Merge pull request #51 from Chen001117/dev

huangshiyu13 · web-flow · commit eb48cda46179 · 2023-05-06T20:00:46.000+08:00
Add with torch no grad while calculating reward function
diff --git a/openrl/envs/nlp/rewards/kl_penalty.py b/openrl/envs/nlp/rewards/kl_penalty.py
@@ -66,12 +66,13 @@ def __call__(
             self._ref_net, input_ids, past_model_kwargs
         )
 
-        output = self._ref_net(output_hidden_states=True, **model_inputs)
-        output["past_key_values"] = None
-        next_token_logits = output.logits[:, -1, :]
-        dist = self._action_dist.proba_distribution(action_logits=next_token_logits)
-        action_input = actions.to(next_token_logits.device)
-        ref_log_prob = dist.log_prob(action_input)
+        with torch.no_grad():
+            output = self._ref_net(output_hidden_states=True, **model_inputs)
+            output["past_key_values"] = None
+            next_token_logits = output.logits[:, -1, :]

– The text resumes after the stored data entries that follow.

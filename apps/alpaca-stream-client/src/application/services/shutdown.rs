//! Two-Phase Shutdown
//!
//! Stopping a stream that another task is reading takes two steps:
//!
//! 1. **Close**: cancel the connection. The reader's pending
//!    [`read_message`](StreamReader::read_message) wakes, sends a close frame,
//!    and returns end of stream.
//! 2. **Release**: once the reader is gone, free the connection.
//!
//! The order is enforced by types rather than caller discipline:
//!
//! - [`ShutdownCoordinator::release`] needs a [`CloseRequested`] proof, and
//!   only [`ShutdownCoordinator::close`] can make one. Release also cancels
//!   its own connection, so a proof minted by another coordinator cannot
//!   leave this reader running.
//! - The connection itself lives inside the [`StreamReader`]. It travels back
//!   to the coordinator over a oneshot channel when the reader is dropped, so
//!   release cannot start while a read is still borrowing it.
//!
//! ```ignore
//! let (mut reader, coordinator) = connection.into_reader();
//!
//! let task = tokio::spawn(async move {
//!     while let Ok(Some(payload)) = reader.read_message().await {
//!         handle(payload);
//!     }
//! });
//!
//! let closed = coordinator.close();
//! coordinator.release(closed).await?;
//! ```

use tokio::sync::oneshot;
use tokio_util::sync::CancellationToken;

use super::connection::{StreamConnection, StreamError};
use crate::application::ports::Connector;
use crate::domain::streaming::ConnectionState;

/// Shutdown could not complete.
#[derive(Debug, Clone, Copy, PartialEq, Eq, thiserror::Error)]
pub enum ShutdownError {
    /// The hand-back channel closed without carrying the connection.
    #[error("stream reader was lost before returning the connection")]
    ReaderLost,
}

// =============================================================================
// Close Handle
// =============================================================================

/// Requests cancellation of a connection from any task.
///
/// Closing wakes a blocked [`StreamConnection::read_message`] immediately;
/// the reading task then performs the transport teardown.
#[derive(Debug, Clone)]
pub struct CloseHandle {
    token: CancellationToken,
}

impl CloseHandle {
    pub(crate) const fn new(token: CancellationToken) -> Self {
        Self { token }
    }

    /// Request close. Idempotent.
    pub fn close(&self) {
        if !self.token.is_cancelled() {
            tracing::debug!("Close requested");
        }
        self.token.cancel();
    }

    /// True once close has been requested.
    #[must_use]
    pub fn is_closed(&self) -> bool {
        self.token.is_cancelled()
    }
}

/// Proof that close was requested through a [`ShutdownCoordinator`].
#[derive(Debug)]
#[must_use = "pass this to ShutdownCoordinator::release"]
pub struct CloseRequested {
    _private: (),
}

// =============================================================================
// Stream Reader
// =============================================================================

/// The streaming half of a split connection.
///
/// Owns the connection while alive and hands it to the coordinator when
/// dropped.
pub struct StreamReader<C: Connector> {
    connection: Option<StreamConnection<C>>,
    handback: Option<oneshot::Sender<StreamConnection<C>>>,
}

impl<C: Connector> std::fmt::Debug for StreamReader<C> {
    fn fmt(&self, f: &mut std::fmt::Formatter<'_>) -> std::fmt::Result {
        f.debug_struct("StreamReader")
            .field("connection", &self.connection)
            .finish_non_exhaustive()
    }
}

impl<C: Connector> StreamReader<C> {
    pub(crate) const fn new(
        connection: StreamConnection<C>,
        handback: oneshot::Sender<StreamConnection<C>>,
    ) -> Self {
        Self {
            connection: Some(connection),
            handback: Some(handback),
        }
    }

    /// Wait for the next payload. See [`StreamConnection::read_message`].
    ///
    /// # Errors
    ///
    /// Same as [`StreamConnection::read_message`].
    pub async fn read_message(&mut self) -> Result<Option<Vec<u8>>, StreamError> {
        match self.connection.as_mut() {
            Some(connection) => connection.read_message().await,
            None => Ok(None),
        }
    }

    /// Current lifecycle state.
    #[must_use]
    pub fn state(&self) -> ConnectionState {
        self.connection
            .as_ref()
            .map_or(ConnectionState::Disconnected, StreamConnection::state)
    }
}

impl<C: Connector> Drop for StreamReader<C> {
    fn drop(&mut self) {
        if let (Some(connection), Some(handback)) = (self.connection.take(), self.handback.take())
            && handback.send(connection).is_err()
        {
            tracing::debug!("Shutdown coordinator gone; dropping connection with reader");
        }
    }
}

// =============================================================================
// Shutdown Coordinator
// =============================================================================

/// The controlling half of a split connection.
pub struct ShutdownCoordinator<C: Connector> {
    handle: CloseHandle,
    returned: oneshot::Receiver<StreamConnection<C>>,
}

impl<C: Connector> std::fmt::Debug for ShutdownCoordinator<C> {
    fn fmt(&self, f: &mut std::fmt::Formatter<'_>) -> std::fmt::Result {
        f.debug_struct("ShutdownCoordinator")
            .field("closed", &self.handle.is_closed())
            .finish_non_exhaustive()
    }
}

impl<C: Connector> ShutdownCoordinator<C> {
    pub(crate) const fn new(
        handle: CloseHandle,
        returned: oneshot::Receiver<StreamConnection<C>>,
    ) -> Self {
        Self { handle, returned }
    }

    /// Phase one: request close. Safe to call any number of times.
    pub fn close(&self) -> CloseRequested {
        self.handle.close();
        CloseRequested { _private: () }
    }

    /// Another handle onto the same connection.
    #[must_use]
    pub fn close_handle(&self) -> CloseHandle {
        self.handle.clone()
    }

    /// Phase two: wait for the reader to exit, then release the connection.
    ///
    /// The proof does not identify a connection, so this coordinator's own
    /// close is requested again before waiting.
    ///
    /// A reader that is leaked rather than dropped never hands the
    /// connection back, and this future then stays pending.
    ///
    /// # Errors
    ///
    /// Returns [`ShutdownError::ReaderLost`] if the hand-back channel
    /// closed empty.
    pub async fn release(self, _closed: CloseRequested) -> Result<(), ShutdownError> {
        if !self.handle.is_closed() {
            tracing::warn!("Release called without closing this connection; closing now");
        }
        self.handle.close();
        let connection = self.returned.await.map_err(|_| ShutdownError::ReaderLost)?;
        tracing::debug!(state = %connection.state(), "Reader exited; releasing connection");
        connection.release().await;
        Ok(())
    }
}
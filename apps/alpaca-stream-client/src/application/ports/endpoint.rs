//! Stream Endpoint
//!
//! Parses a stream URL into the pieces the handshake needs.
//!
//! Stream URLs have the shape `<scheme>://<host>/<version>/<feed>`, e.g.
//! `wss://stream.data.alpaca.markets/v2/sip`.

use std::fmt;

use url::Url;

use crate::domain::subscription::DataFeed;

/// Port used when the URL does not name one.
pub const DEFAULT_PORT: u16 = 443;

/// URL could not be used as a stream endpoint.
#[derive(Debug, Clone, PartialEq, Eq, thiserror::Error)]
#[error("invalid endpoint {url}: {reason}")]
pub struct InvalidEndpoint {
    /// Offending URL.
    pub url: String,
    /// What was wrong with it.
    pub reason: String,
}

/// A parsed stream endpoint.
#[derive(Debug, Clone, PartialEq, Eq)]
pub struct Endpoint {
    url: Url,
    host: String,
    path: String,
    port: u16,
}

impl Endpoint {
    /// Parse a stream URL.
    ///
    /// The path defaults to `/` and the port to [`DEFAULT_PORT`].
    ///
    /// # Errors
    ///
    /// Returns [`InvalidEndpoint`] if the URL does not parse or has no host.
    pub fn parse(raw: &str) -> Result<Self, InvalidEndpoint> {
        let invalid = |reason: String| InvalidEndpoint {
            url: raw.to_string(),
            reason,
        };

        let url = Url::parse(raw).map_err(|e| invalid(e.to_string()))?;

        let host = url
            .host_str()
            .filter(|h| !h.is_empty())
            .ok_or_else(|| invalid("missing host".to_string()))?
            .to_string();

        let path = match url.path() {
            "" => "/".to_string(),
            p => p.to_string(),
        };

        let port = url.port().unwrap_or(DEFAULT_PORT);

        Ok(Self {
            url,
            host,
            path,
            port,
        })
    }

    /// Build `<base>/<version>/<feed>` for a market-data feed.
    ///
    /// `base` is scheme and host, e.g. `wss://stream.data.alpaca.markets`.
    ///
    /// # Errors
    ///
    /// Returns [`InvalidEndpoint`] if the resulting URL is invalid.
    pub fn for_feed(base: &str, feed: DataFeed) -> Result<Self, InvalidEndpoint> {
        let base = base.trim_end_matches('/');
        Self::parse(&format!("{base}/{}/{}", feed.version(), feed.as_str()))
    }

    /// URL scheme (`wss` or `ws`).
    #[must_use]
    pub fn scheme(&self) -> &str {
        self.url.scheme()
    }

    /// Host name.
    #[must_use]
    pub fn host(&self) -> &str {
        &self.host
    }

    /// Request path, never empty.
    #[must_use]
    pub fn path(&self) -> &str {
        &self.path
    }

    /// Port, defaulted to 443.
    #[must_use]
    pub const fn port(&self) -> u16 {
        self.port
    }

    /// Full URL for the handshake request, with the resolved port spelled out.
    #[must_use]
    pub fn handshake_url(&self) -> String {
        format!(
            "{}://{}:{}{}",
            self.scheme(),
            self.host,
            self.port,
            self.path
        )
    }
}

impl fmt::Display for Endpoint {
    fn fmt(&self, f: &mut fmt::Formatter<'_>) -> fmt::Result {
        f.write_str(self.url.as_str())
    }
}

+            dist = self._action_dist.proba_distribution(action_logits=next_token_logits)
+            action_input = actions.to(next_token_logits.device)
+            ref_log_prob = dist.log_prob(action_input)
 
         ref_log_prob = ref_log_prob.reshape(action_log_probs.shape)
         kl_div = action_log_probs.copy() - ref_log_prob.detach().cpu().numpy()